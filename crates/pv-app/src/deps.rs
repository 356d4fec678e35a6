//! Application dependency grouping and the assembled application.

use std::sync::Arc;

use pv_core::photo::UploadPolicy;
use pv_core::ports::{
    ClockPort, ExportSinkPort, KeyValueStorePort, PhotoReaderPort, PoemGeneratorPort,
};

use crate::collection::SavedPoems;
use crate::persistence::DurableKeyedStore;
use crate::session::PhotoSession;
use crate::usecases::{
    ClearSession, DeleteSavedPoem, ExportPoem, GeneratePoem, ListSavedPoems, SavePoem,
    SelectPhoto,
};

/// Every port the application needs.
///
/// This is parameter grouping, not a builder: wiring decides which adapter
/// fills each slot. `store: None` runs without durable storage (collection
/// lives in memory only).
pub struct AppDeps {
    pub store: Option<Arc<dyn KeyValueStorePort>>,
    pub photo_reader: Arc<dyn PhotoReaderPort>,
    pub poem_generator: Arc<dyn PoemGeneratorPort>,
    pub export_sink: Arc<dyn ExportSinkPort>,
    pub clock: Arc<dyn ClockPort>,
    pub upload_policy: UploadPolicy,
}

/// One running application instance: a photo session plus the saved-poem
/// collection, with use cases constructed on demand.
#[derive(Clone)]
pub struct App {
    session: PhotoSession,
    poems: SavedPoems,
    poem_generator: Arc<dyn PoemGeneratorPort>,
    export_sink: Arc<dyn ExportSinkPort>,
    clock: Arc<dyn ClockPort>,
}

impl App {
    pub fn new(deps: AppDeps) -> Self {
        let store = match deps.store {
            Some(backend) => DurableKeyedStore::new(backend),
            None => DurableKeyedStore::detached(),
        };
        Self {
            session: PhotoSession::new(deps.upload_policy, deps.photo_reader),
            poems: SavedPoems::new(store),
            poem_generator: deps.poem_generator,
            export_sink: deps.export_sink,
            clock: deps.clock,
        }
    }

    pub fn session(&self) -> &PhotoSession {
        &self.session
    }

    pub fn saved_poems(&self) -> &SavedPoems {
        &self.poems
    }

    pub fn select_photo(&self) -> SelectPhoto {
        SelectPhoto::new(self.session.clone())
    }

    pub fn clear_session(&self) -> ClearSession {
        ClearSession::new(self.session.clone())
    }

    pub fn generate_poem(&self) -> GeneratePoem {
        GeneratePoem::new(self.session.clone(), self.poem_generator.clone())
    }

    pub fn save_poem(&self) -> SavePoem {
        SavePoem::new(self.session.clone(), self.poems.clone(), self.clock.clone())
    }

    pub fn list_saved_poems(&self) -> ListSavedPoems {
        ListSavedPoems::new(self.poems.clone())
    }

    pub fn delete_saved_poem(&self) -> DeleteSavedPoem {
        DeleteSavedPoem::new(self.poems.clone())
    }

    pub fn export_poem(&self) -> ExportPoem {
        ExportPoem::new(
            self.session.clone(),
            self.poems.clone(),
            self.export_sink.clone(),
        )
    }

    /// Waits for queued collection writes to reach durable storage.
    pub async fn shutdown(&self) {
        self.poems.flush().await;
    }
}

--------------------

_WHAT THIS TASK INVOLVES:_
Reproduce exactly the lines that run from the start of the records to the line with "pub store: Option<Arc<dyn", both included.

_REPLY:_
filename crates/pv-app/src/deps.rs
repository 356d4fec678e35a6
//! Application dependency grouping and the assembled application.

use std::sync::Arc;

use pv_core::photo::UploadPolicy;
use pv_core::ports::{
    ClockPort, ExportSinkPort, KeyValueStorePort, PhotoReaderPort, PoemGeneratorPort,
};

use crate::collection::SavedPoems;
use crate::persistence::DurableKeyedStore;
use crate::session::PhotoSession;
use crate::usecases::{
    ClearSession, DeleteSavedPoem, ExportPoem, GeneratePoem, ListSavedPoems, SavePoem,
    SelectPhoto,
};

/// Every port the application needs.
///
/// This is parameter grouping, not a builder: wiring decides which adapter
/// fills each slot. `store: None` runs without durable storage (collection
/// lives in memory only).
pub struct AppDeps {
    pub store: Option<Arc<dyn KeyValueStorePort>>,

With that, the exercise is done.